*TASK GOAL*.
Only the number should be given: how many lines below contain "ExitCode".

(Data entries)
^^^^^^^^^^^^^^^^

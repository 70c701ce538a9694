//! Free color quantization for art mode.
//!
//! Median cut in RGB space: distinct colors are grouped into boxes that
//! are repeatedly split along their widest channel at the pixel-weighted
//! median, then every cell is recolored with its box's weighted average.

use std::collections::HashMap;

use crate::color::Rgb;
use crate::error::PatternError;
use crate::grid::PixelGrid;

#[derive(Debug, Clone, Copy)]
enum Channel {
    Red,
    Green,
    Blue,
}

impl Channel {
    fn of(self, color: Rgb) -> u8 {
        match self {
            Channel::Red => color.r,
            Channel::Green => color.g,
            Channel::Blue => color.b,
        }
    }
}

/// Distinct colors with their pixel counts.
#[derive(Debug, Clone)]
struct ColorBox {
    colors: Vec<(Rgb, u32)>,
}

impl ColorBox {
    fn widest_channel(&self) -> Channel {
        let range = |channel: Channel| {
            let values = self.colors.iter().map(|(c, _)| channel.of(*c));
            let min = values.clone().min().unwrap_or(0);
            let max = values.max().unwrap_or(0);
            max - min
        };
        let (r, g, b) = (
            range(Channel::Red),
            range(Channel::Green),
            range(Channel::Blue),
        );

        if r >= g && r >= b {
            Channel::Red
        } else if g >= b {
            Channel::Green
        } else {
            Channel::Blue
        }
    }

    /// Split at the weighted median of the widest channel.
    ///
    /// Both halves are non-empty; callers only split boxes holding at least
    /// two colors.
    fn split(mut self) -> (ColorBox, ColorBox) {
        let channel = self.widest_channel();
        self.colors.sort_by_key(|(c, _)| (channel.of(*c), c.r, c.g, c.b));

        let total: u64 = self.pixel_count();
        let mut running = 0u64;
        let mut split_idx = self.colors.len() / 2;
        for (i, (_, count)) in self.colors.iter().enumerate() {
            running += *count as u64;
            if running >= total / 2 {
                split_idx = i + 1;
                break;
            }
        }
        split_idx = split_idx.clamp(1, self.colors.len() - 1);

        let right = self.colors.split_off(split_idx);
        (self, ColorBox { colors: right })
    }

    fn average(&self) -> Rgb {
        let total = self.pixel_count();
        if total == 0 {
            return Rgb::BLACK;
        }
        let weighted = |channel: Channel| {
            let sum: u64 = self
                .colors
                .iter()
                .map(|(c, n)| channel.of(*c) as u64 * *n as u64)
                .sum();
            (sum / total) as u8
        };
        Rgb::new(
            weighted(Channel::Red),
            weighted(Channel::Green),
            weighted(Channel::Blue),
        )
    }

    fn pixel_count(&self) -> u64 {
        self.colors.iter().map(|(_, n)| *n as u64).sum()
    }
}

/// Reduce `colors` (with pixel counts) to at most `max_colors` boxes.
///
/// Returns a map from every input color to its representative. Inputs that
/// already fit map to themselves.
fn median_cut(colors: Vec<(Rgb, u32)>, max_colors: usize) -> HashMap<Rgb, Rgb> {
    if colors.len() <= max_colors {
        return colors.into_iter().map(|(c, _)| (c, c)).collect();
    }

    let mut boxes = vec![ColorBox { colors }];
    while boxes.len() < max_colors {
        // Split the most populous box that can still be split
        let Some(idx) = boxes
            .iter()
            .enumerate()
            .filter(|(_, b)| b.colors.len() > 1)
            .max_by_key(|(_, b)| b.pixel_count())
            .map(|(i, _)| i)
        else {
            break;
        };

        let (left, right) = boxes.remove(idx).split();
        boxes.push(left);
        boxes.push(right);
    }

    let mut mapping = HashMap::new();
    for b in &boxes {
        let representative = b.average();
        for (color, _) in &b.colors {
            mapping.insert(*color, representative);
        }
    }
    mapping
}

/// Distinct colors of a grid with their counts, in a stable order.
fn histogram(grid: &PixelGrid) -> Vec<(Rgb, u32)> {
    let mut counts: HashMap<Rgb, u32> = HashMap::new();
    for &color in grid.cells() {
        *counts.entry(color).or_insert(0) += 1;
    }
    let mut colors: Vec<(Rgb, u32)> = counts.into_iter().collect();
    colors.sort_by_key(|(c, _)| (c.r, c.g, c.b));
    colors
}

/// Number of distinct colors in a grid.
pub fn distinct_colors(grid: &PixelGrid) -> usize {
    histogram(grid).len()
}

/// Recolor `grid` with at most `max_colors` distinct colors.
///
/// # Errors
///
/// Returns `PatternError::InvalidColorCount` if `max_colors` is zero.
pub fn quantize(grid: &PixelGrid, max_colors: usize) -> Result<PixelGrid, PatternError> {
    if max_colors == 0 {
        return Err(PatternError::InvalidColorCount);
    }

    let colors = histogram(grid);
    let before = colors.len();
    let mapping = median_cut(colors, max_colors);
    let quantized = grid.map(|c| mapping.get(c).copied().unwrap_or(*c));

    tracing::info!(
        before,
        after = distinct_colors(&quantized),
        max_colors,
        "Quantized colors"
    );
    Ok(quantized)
}
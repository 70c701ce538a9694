//! Command-line interface implementation
//!
//! This module provides the CLI entry point and dispatches to submodules
//! for specific command implementations.

mod art;
mod pattern;
mod series;

use clap::{Parser, Subcommand};
use std::path::{Path, PathBuf};
use std::process::ExitCode;
use tracing_subscriber::layer::SubscriberExt;
use tracing_subscriber::util::SubscriberInitExt;
use tracing_subscriber::EnvFilter;

use crate::config::schema::MAX_PREVIEW_SCALE;
use crate::config::{self, BeadConfig, CliOverrides};

/// Process exit codes
pub(crate) const EXIT_SUCCESS: u8 = 0;
pub(crate) const EXIT_ERROR: u8 = 1;
pub(crate) const EXIT_INVALID_ARGS: u8 = 2;

/// beadgrid - Turn images into bead and pixel-art patterns
#[derive(Parser)]
#[command(name = "beadgrid")]
#[command(about = "beadgrid - Convert images into palette-constrained bead patterns and pixel art")]
#[command(version)]
pub struct Cli {
    /// Log pipeline decisions to stderr (RUST_LOG overrides)
    #[arg(short, long, global = true)]
    pub verbose: bool,

    /// Config file (default: nearest beadgrid.toml, then the user config dir)
    #[arg(long, global = true)]
    pub config: Option<PathBuf>,

    #[command(subcommand)]
    pub command: Commands,
}

#[derive(Subcommand)]
pub enum Commands {
    /// Match an image against a color database and write a bead pattern
    Pattern {
        /// Source image (any format the image crate decodes)
        image: PathBuf,

        /// Color database JSON (default: [pattern].database from config)
        database: Option<PathBuf>,

        /// Grid width in cells (default: 50)
        #[arg(short, long)]
        width: Option<u32>,

        /// Series to use (default: the series with the most colors)
        #[arg(short, long)]
        series: Option<String>,

        /// Pattern document path or directory (default: {image}_pattern.json)
        #[arg(short, long)]
        output: Option<PathBuf>,

        /// Also render the matched pattern to this PNG
        #[arg(long)]
        preview: Option<PathBuf>,

        /// Preview pixels per cell (1-64, default: 8)
        #[arg(long, value_parser = clap::value_parser!(u32).range(1..=MAX_PREVIEW_SCALE as i64))]
        scale: Option<u32>,

        /// Don't draw cell borders in the preview
        #[arg(long)]
        no_grid: bool,
    },
    /// Reduce an image to free pixel art with a limited number of colors
    Art {
        /// Source image
        image: PathBuf,

        /// Grid width in cells (default: 150)
        #[arg(short, long)]
        width: Option<u32>,

        /// Maximum number of colors (2-256, default: 48)
        #[arg(short, long)]
        colors: Option<usize>,

        /// Output PNG path or directory (default: {image}_art.png)
        #[arg(short, long)]
        output: Option<PathBuf>,

        /// Pixels per cell (1-64, default: 8)
        #[arg(long, value_parser = clap::value_parser!(u32).range(1..=MAX_PREVIEW_SCALE as i64))]
        scale: Option<u32>,

        /// Don't draw cell borders
        #[arg(long)]
        no_grid: bool,
    },
    /// List the series in a color database, most colors first
    Series {
        /// Color database JSON (default: [pattern].database from config)
        database: Option<PathBuf>,
    },
}

/// Install the tracing subscriber.
///
/// `RUST_LOG` wins when set; otherwise warnings only, or pipeline info with
/// `--verbose`.
fn init_logging(verbose: bool) {
    let default_filter = if verbose {
        "beadgrid=info"
    } else {
        "beadgrid=warn"
    };
    let _ = tracing_subscriber::registry()
        .with(EnvFilter::try_from_default_env().unwrap_or_else(|_| default_filter.into()))
        .with(
            tracing_subscriber::fmt::layer()
                .with_writer(std::io::stderr)
                .without_time(),
        )
        .try_init();
}

/// Load config, apply CLI overrides and re-validate the result.
fn load_settings(path: Option<&Path>, overrides: &CliOverrides) -> Result<BeadConfig, ExitCode> {
    let mut settings = config::load_config(path).map_err(|e| {
        eprintln!("Error: {}", e);
        ExitCode::from(EXIT_ERROR)
    })?;
    config::merge_cli_overrides(&mut settings, overrides);

    let errors = settings.validate();
    if !errors.is_empty() {
        for error in errors {
            eprintln!("Error: {}", error);
        }
        return Err(ExitCode::from(EXIT_INVALID_ARGS));
    }
    Ok(settings)
}

/// Database from the command line, falling back to the config.
fn database_path(arg: Option<PathBuf>, settings: &BeadConfig) -> Result<PathBuf, ExitCode> {
    arg.or_else(|| settings.pattern.database.clone())
        .ok_or_else(|| {
            eprintln!(
                "Error: no color database given \
                 (pass a path or set [pattern].database in beadgrid.toml)"
            );
            ExitCode::from(EXIT_INVALID_ARGS)
        })
}

/// Run the CLI application
pub fn run() -> ExitCode {
    let cli = Cli::parse();
    init_logging(cli.verbose);
    let config_path = cli.config.as_deref();

    let result = match cli.command {
        Commands::Pattern {
            image,
            database,
            width,
            series,
            output,
            preview,
            scale,
            no_grid,
        } => {
            let overrides = CliOverrides {
                pattern_width: width,
                series,
                scale,
                grid: no_grid.then_some(false),
                ..Default::default()
            };
            load_settings(config_path, &overrides).and_then(|settings| {
                let database = database_path(database, &settings)?;
                Ok(pattern::run_pattern(
                    &image,
                    &database,
                    output.as_deref(),
                    preview.as_deref(),
                    &settings,
                ))
            })
        }
        Commands::Art {
            image,
            width,
            colors,
            output,
            scale,
            no_grid,
        } => {
            let overrides = CliOverrides {
                art_width: width,
                colors,
                scale,
                grid: no_grid.then_some(false),
                ..Default::default()
            };
            load_settings(config_path, &overrides)
                .map(|settings| art::run_art(&image, output.as_deref(), &settings))
        }
        Commands::Series { database } => {
            load_settings(config_path, &CliOverrides::default()).and_then(|settings| {
                let database = database_path(database, &settings)?;
                Ok(series::run_series(&database))
            })
        }
    };

    result.unwrap_or_else(|code| code)
}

^^^^^^^^^^^^^^^^

*SOLUTION*.
7